# Just Some Pictures



## .45 (Sep 21, 2007)

All in the SL Valley....

Animals, werewolf paw in the moon, sunrise on the 23rd. Just messing around... waiting for the ice to get about 18" thick...


----------



## wyogoob (Sep 7, 2007)

Whoa, ya gotta love that bluebird.

Merry Christmas .45, thanks for posting.









Don't wait for 18", you can take a pick-up on the ice now. I'll drive. We'll do donuts and then I'll put my skis on and you can drive and pull me around the lake.


----------



## threshershark (Sep 7, 2007)

Nice array of subjects .45 - cool close up of the scrub jay on that last shot. Bucks, foxes, 'yotes... this post has it all.


----------



## .45 (Sep 21, 2007)

Thanks guys.....here's a few more, about 25'-30' feet away.


----------



## Clarq (Jul 21, 2011)

wyogoob said:


> Don't wait for 18", you can take a pick-up on the ice now. I'll drive. We'll do donuts and then I'll put my skis on and you can drive and pull me around the lake.

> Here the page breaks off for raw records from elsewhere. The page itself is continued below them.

//! Adapters — transport-facing front ends that turn raw input into
//! [`crate::types::InboundMessage`]s and render [`crate::types::TurnOutcome`]s
//! back out (spec §6).
//!
//! Only a CLI demo transport ships with this crate; a real deployment
//! would add one module per platform here, each doing nothing more than
//! this mapping — the orchestrator itself is transport-agnostic.

pub mod cli;
impl ConversationMemory {
    pub fn new(config: MemoryConfig) -> Self {
        Self {
            windows: Mutex::new(HashMap::new()),
            config,
        }
    }

    /// `ceil(len(content) / CHARS_PER_TOKEN)` (spec §4.1 token estimation).
    pub fn estimate_tokens(&self, content: &str) -> u32 {
        let len = content.chars().count() as f64;
        let estimate = (len / self.config.chars_per_token).ceil();
        if estimate < 0.0 {
            0
        } else {
            estimate as u32
        }
    }

    /// Append a message. Idempotent by `external_id` when supplied; never
    /// fails the caller — internal errors are logged and dropped.
    pub fn append(&self, user_id: &str, role: Role, content: &str, opts: AppendOptions) {
        let mut guard = match self.windows.lock() {
            Ok(g) => g,
            Err(e) => {
                warn!(user_id, error = %e, "conversation memory lock poisoned, dropping append");
                return;
            }
        };
        let window = guard.entry(user_id.to_string()).or_default();

        if let Some(ref id) = opts.external_id {
            if window.messages.iter().any(|m| m.external_id.as_deref() == Some(id.as_str())) {
                return;
            }
        }

        let message = Message {
            role,
            content: content.to_string(),
            timestamp: Utc::now(),
            external_id: opts.external_id,
            reply_to_external_id: opts.reply_to_external_id,
            estimated_tokens: self.estimate_tokens(content),
            metadata: opts.metadata,
        };

        window.messages.push(message);
        self.enforce_caps(window);
    }

    /// Enforce the three memory invariants in the spec's eviction order.
    fn enforce_caps(&self, window: &mut ConversationWindow) {
        let new_msg_tokens = window.messages.last().map(|m| m.estimated_tokens).unwrap_or(0);

        // Step 1: drop oldest non-system messages while the context-message
        // cap is exceeded.
        let mut iterations = 0;
        while count_context(&window.messages) > self.config.max_context_msgs {
            iterations += 1;
            if iterations > MAX_EVICTION_ITERATIONS {
                warn!("conversation memory eviction guard tripped");
                break;
            }
            if let Some(idx) = window
                .messages
                .iter()
                .position(|m| m.role != Role::System)
            {
                window.messages.remove(idx);
            } else {
                break;
            }
        }

        // Step 2: importance-weighted eviction until the token cap holds,
        // leaving the just-appended message untouched.
        let protected_idx = window.messages.len().saturating_sub(1);
        let budget = self.config.max_total_tokens.saturating_sub(new_msg_tokens);
        let mut iterations = 0;
        while sum_tokens(&window.messages) > budget + new_msg_tokens {
            iterations += 1;
            if iterations > MAX_EVICTION_ITERATIONS || window.messages.len() <= 1 {
                break;
            }
            let Some(victim) = lowest_importance_index(&window.messages, protected_idx) else {
                break;
            };
            window.messages.remove(victim);
        }

        // Step 3: trim oldest system messages beyond the cap.
        let mut iterations = 0;
        while count_system(&window.messages) > self.config.max_system_msgs {
            iterations += 1;
            if iterations > MAX_EVICTION_ITERATIONS {
                break;
            }
            if let Some(idx) = window.messages.iter().position(|m| m.role == Role::System) {
                window.messages.remove(idx);
            } else {
                break;
            }
        }
    }

    /// Last `n` messages, chronological order. Never mutates.
    pub fn recent(&self, user_id: &str, n: usize) -> Vec<Message> {
        let guard = self.windows.lock().unwrap_or_else(|e| e.into_inner());
        match guard.get(user_id) {
            Some(window) => {
                let len = window.messages.len();
                let start = len.saturating_sub(n);
                window.messages[start..].to_vec()
            }
            None => vec![],
        }
    }

    /// Find a stored message by external id (used for reply-threading).
    pub fn find_by_external_id(&self, user_id: &str, id: &str) -> Option<Message> {
        let guard = self.windows.lock().unwrap_or_else(|e| e.into_inner());
        guard
            .get(user_id)?
            .messages
            .iter()
            .find(|m| m.external_id.as_deref() == Some(id))
            .cloned()
    }

    /// Add a system-role marker carrying a [`DisambiguationContext`] with
    /// the configured expiry (spec §4.1, default 5 minutes).
    pub fn store_disambiguation(
        &self,
        user_id: &str,
        candidates: Vec<ResolutionCandidate>,
        entity_type: &str,
    ) {
        let expires_at =
            Utc::now() + chrono::Duration::seconds(self.config.disambiguation_ttl_secs as i64);
        let ctx = DisambiguationContext {
            candidates,
            entity_type: entity_type.to_string(),
            expires_at,
        };
        self.append(
            user_id,
            Role::System,
            "[disambiguation pending]",
            AppendOptions {
                metadata: Some(MessageMetadata::Disambiguation(ctx)),
                ..Default::default()
            },
        );
    }

    /// The most recent unexpired disambiguation context, if any.
    pub fn last_disambiguation(&self, user_id: &str) -> Option<DisambiguationContext> {
        let guard = self.windows.lock().unwrap_or_else(|e| e.into_inner());
        let window = guard.get(user_id)?;
        let now = Utc::now();
        window.messages.iter().rev().find_map(|m| match &m.metadata {
            Some(MessageMetadata::Disambiguation(ctx)) if !ctx.is_expired(now) => {
                Some(ctx.clone())
            }
            _ => None,
        })
    }

    /// Strip disambiguation metadata from the most recent system marker.
    pub fn clear_disambiguation(&self, user_id: &str) {
        let mut guard = match self.windows.lock() {
            Ok(g) => g,
            Err(e) => e.into_inner(),
        };
        if let Some(window) = guard.get_mut(user_id) {
            if let Some(msg) = window.messages.iter_mut().rev().find(|m| {
                matches!(m.metadata, Some(MessageMetadata::Disambiguation(_)))
            }) {
                msg.metadata = None;
            }
        }
    }

    /// Summary counts for a user's window.
    pub fn stats(&self, user_id: &str) -> MemoryStats {
        let guard = self.windows.lock().unwrap_or_else(|e| e.into_inner());
        let messages: &[Message] = guard
            .get(user_id)
            .map(|w| w.messages.as_slice())
            .unwrap_or(&[]);
        MemoryStats {
            user_msgs: messages.iter().filter(|m| m.role == Role::User).count(),
            assistant_msgs: messages.iter().filter(|m| m.role == Role::Assistant).count(),
            system_msgs: count_system(messages),
            total_tokens: sum_tokens(messages),
            msg_limit: self.config.max_context_msgs,
            token_limit: self.config.max_total_tokens,
        }
    }

    /// Drop the entire window for a user.
    pub fn clear(&self, user_id: &str) {
        let mut guard = match self.windows.lock() {
            Ok(g) => g,
            Err(e) => e.into_inner(),
        };
        guard.remove(user_id);
    }

    /// Drop windows whose last message is older than the configured TTL.
    pub fn cleanup_idle(&self) -> usize {
        let mut guard = match self.windows.lock() {
            Ok(g) => g,
            Err(e) => e.into_inner(),
        };
        let now = Utc::now();
        let ttl = chrono::Duration::seconds(self.config.conversation_ttl_secs as i64);
        let stale: Vec<String> = guard
            .iter()
            .filter(|(_, w)| match w.last_activity() {
                Some(ts) => now.signed_duration_since(ts) > ttl,
                None => true,
            })
            .map(|(id, _)| id.clone())
            .collect();
        let count = stale.len();
        for id in stale {
            guard.remove(&id);
        }
        count
    }
}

Could you let me know when you decide to do that? I want to watch. Nothing is more fun than watching people recklessly gamble with their lives, especially when trucks and skis are both involved. _(O)_

Nice pics by the way.


----------



## johnboy (Nov 22, 2011)

great photos, i could look at photos of that calibre , all day 
thanks


----------



## sawsman (Sep 13, 2007)

Nice photos. 8)


----------



## GaryFish (Sep 7, 2007)

Great pics. Thanks for sharing.


----------



## wyogoob (Sep 7, 2007)

Clarq said:


> wyogoob said:
> 
> 
> > Don't wait for 18", you can take a pick-up on the ice now. I'll drive. We'll do donuts and then I'll put my skis on and you can drive and pull me around the lake.
> ...


You are probably right. It was a fun thing to do 35 years ago though. 

Getting pulled by a Willys jeep while wearing hockey skates use to great fun too.

I think the moon picture has a shadow from an alligator foot!


----------